You are looking for the minimal polynomial over $\def\Q{\Bbb Q}\Q$ of $a+a^2$ where $a$ is the image of $X$ in the field $F=\Q[X]/(X^3+2X-1)$. The minimal polynomial of an algebraic element is the same as te minimal polynomial of the $\Q$-linear operator defined by multiplication by that element. Here that is the linear operator on $F$ whose matrix, with respect to the obvious basis $[1,a,a^2]$, is $$ M=\pmatrix{0&1&1\\1&-2&-1\\1&1&-2} $$ (the columns respectively express $a+a^2$, $a^2+a^3$ and $a^3+a^4$ on the basis $[1,a,a^2]$, using the relation $a^3=1-2a$).
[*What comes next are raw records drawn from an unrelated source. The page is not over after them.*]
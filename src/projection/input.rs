//! Projection input structures
//!
//! `SipPlan` carries the parameters as a user enters them (monthly amount,
//! annual return percent, years). `ProjectionInput` is the per-period form
//! the engine consumes.

use serde::{Deserialize, Serialize};

/// A systematic investment plan as entered by the user
#[derive(Debug, Clone, Copy, PartialEq, Serialize, Deserialize)]
pub struct SipPlan {
    /// Amount invested each month
    pub monthly_contribution: f64,

    /// Expected annual return in percent (e.g. 12.0 for 12%)
    pub annual_return_pct: f64,

    /// Investment horizon in years
    pub years: f64,
}

impl SipPlan {
    /// Create a new plan
    pub fn new(monthly_contribution: f64, annual_return_pct: f64, years: f64) -> Self {
        Self {
            monthly_contribution,
            annual_return_pct,
            years,
        }
    }

    /// Convert to the per-period form the engine consumes
    ///
    /// Monthly compounding: the annual percent return becomes a monthly
    /// fractional rate, and the horizon in years becomes a month count.
    pub fn to_projection_input(&self) -> ProjectionInput {
        ProjectionInput {
            periodic_contribution: self.monthly_contribution,
            periodic_rate: self.annual_return_pct / 100.0 / 12.0,
            period_count: self.years * 12.0,
        }
    }
}

/// Per-period parameters for a future-value projection
///
/// All three values must be finite and strictly positive for the engine to
/// produce a result. The period count is a real number: fractional horizons
/// are well-defined under the closed-form formula.
#[derive(Debug, Clone, Copy, PartialEq, Serialize, Deserialize)]
pub struct ProjectionInput {
    /// Amount contributed each period
    pub periodic_contribution: f64,

    /// Fractional growth rate applied per period
    pub periodic_rate: f64,

    /// Total number of contribution periods
    pub period_count: f64,
}

impl ProjectionInput {
    /// Create a new projection input
    pub fn new(periodic_contribution: f64, periodic_rate: f64, period_count: f64) -> Self {
        Self {
            periodic_contribution,
            periodic_rate,
            period_count,
        }
    }
}
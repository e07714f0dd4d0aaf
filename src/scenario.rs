//! Scenario runner for comparing projections across return assumptions
//!
//! Fixes the contribution stream once, then projects it under many annual
//! return assumptions without rebuilding the plan each time.

use serde::{Deserialize, Serialize};

use crate::projection::{ProjectionEngine, ProjectionResult, SipPlan, ValidationError};

/// One row of a rate-grid comparison
#[derive(Debug, Clone, Copy, Serialize, Deserialize)]
pub struct ScenarioOutcome {
    /// Annual return assumption in percent
    pub annual_return_pct: f64,

    /// Projection under that assumption, if the inputs were valid
    pub result: Option<ProjectionResult>,
}

/// Pre-configured runner for projecting one plan under many rates
///
/// # Example
/// ```
/// use paisaguru::ScenarioRunner;
///
/// let runner = ScenarioRunner::new(5000.0, 10.0);
/// let outcomes = runner.run_rates(&[8.0, 10.0, 12.0]);
/// assert_eq!(outcomes.len(), 3);
/// ```
#[derive(Debug, Clone)]
pub struct ScenarioRunner {
    monthly_contribution: f64,
    years: f64,
}

impl ScenarioRunner {
    /// Create a runner for a fixed contribution stream
    pub fn new(monthly_contribution: f64, years: f64) -> Self {
        Self {
            monthly_contribution,
            years,
        }
    }

    /// Project the stream under a single annual return assumption
    pub fn run(&self, annual_return_pct: f64) -> Result<ProjectionResult, ValidationError> {
        let plan = SipPlan::new(self.monthly_contribution, annual_return_pct, self.years);
        ProjectionEngine::compute(&plan.to_projection_input())
    }

    /// Sweep a grid of annual return assumptions
    ///
    /// An invalid rate produces an empty outcome for that row; the sweep
    /// continues with the remaining rates.
    pub fn run_rates(&self, annual_return_pcts: &[f64]) -> Vec<ScenarioOutcome> {
        annual_return_pcts
            .iter()
            .map(|&rate| ScenarioOutcome {
                annual_return_pct: rate,
                result: self.run(rate).ok(),
            })
            .collect()
    }

    /// Project several independent plans
    pub fn run_batch(plans: &[SipPlan]) -> Vec<Result<ProjectionResult, ValidationError>> {
        plans
            .iter()
            .map(|plan| ProjectionEngine::compute(&plan.to_projection_input()))
            .collect()
    }
}
//! Display language selection

use serde::{Deserialize, Serialize};

/// Supported display languages
#[derive(Debug, Clone, Copy, PartialEq, Eq, Serialize, Deserialize, Default)]
pub enum Language {
    #[default]
    #[serde(rename = "en")]
    English,
    #[serde(rename = "hi")]
    Hindi,
    #[serde(rename = "pa")]
    Punjabi,
}

impl Language {
    /// Stable two-letter code used in the persisted settings file
    pub fn code(&self) -> &'static str {
        match self {
            Language::English => "en",
            Language::Hindi => "hi",
            Language::Punjabi => "pa",
        }
    }

    /// Parse a persisted code; unknown codes yield None so callers can
    /// fall back to English
    pub fn from_code(code: &str) -> Option<Self> {
        match code {
            "en" => Some(Language::English),
            "hi" => Some(Language::Hindi),
            "pa" => Some(Language::Punjabi),
            _ => None,
        }
    }

    /// Name shown in the language picker
    pub fn display_name(&self) -> &'static str {
        match self {
            Language::English => "English",
            Language::Hindi => "हिंदी (Hindi)",
            Language::Punjabi => "ਪੰਜਾਬੀ (Punjabi)",
        }
    }

    /// All selectable languages in picker order
    pub fn all() -> [Language; 3] {
        [Language::English, Language::Hindi, Language::Punjabi]
    }
}

#[cfg(test)]
mod tests {
    use super::*;

    #[test]
    fn test_code_round_trip() {
        for lang in Language::all() {
            assert_eq!(Language::from_code(lang.code()), Some(lang));
        }
    }

    #[test]
    fn test_unknown_code() {
        assert_eq!(Language::from_code("ta"), None);
        assert_eq!(Language::from_code(""), None);
    }

    #[test]
    fn test_default_is_english() {
        assert_eq!(Language::default(), Language::English);
    }
}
The minimal polynomial cannot be of degree$~2$ because $F$ has no subfields of degree$~2$, so the minimal polynomial must be the characteristic polynomial of$~M$, which is $X^3+4X^2+3X-4$.

(You can also find this polynomial by trying to find a linear relation between $v,Mv,M^2v,M^3v$ for some vector$~v$, for instance for $v=[1,0,0]$, for which the other three vectors are $[0,1,1]$, $[2,-3,-1]$, and $[-4,9,1]$. The coefficients of such a relation are $-4,3,4,1$ which again gives the polynomial $-4+3X+4X^2+X^3$. This approach amounts to directly finding a relation between $1,b,b^2,b^3$.)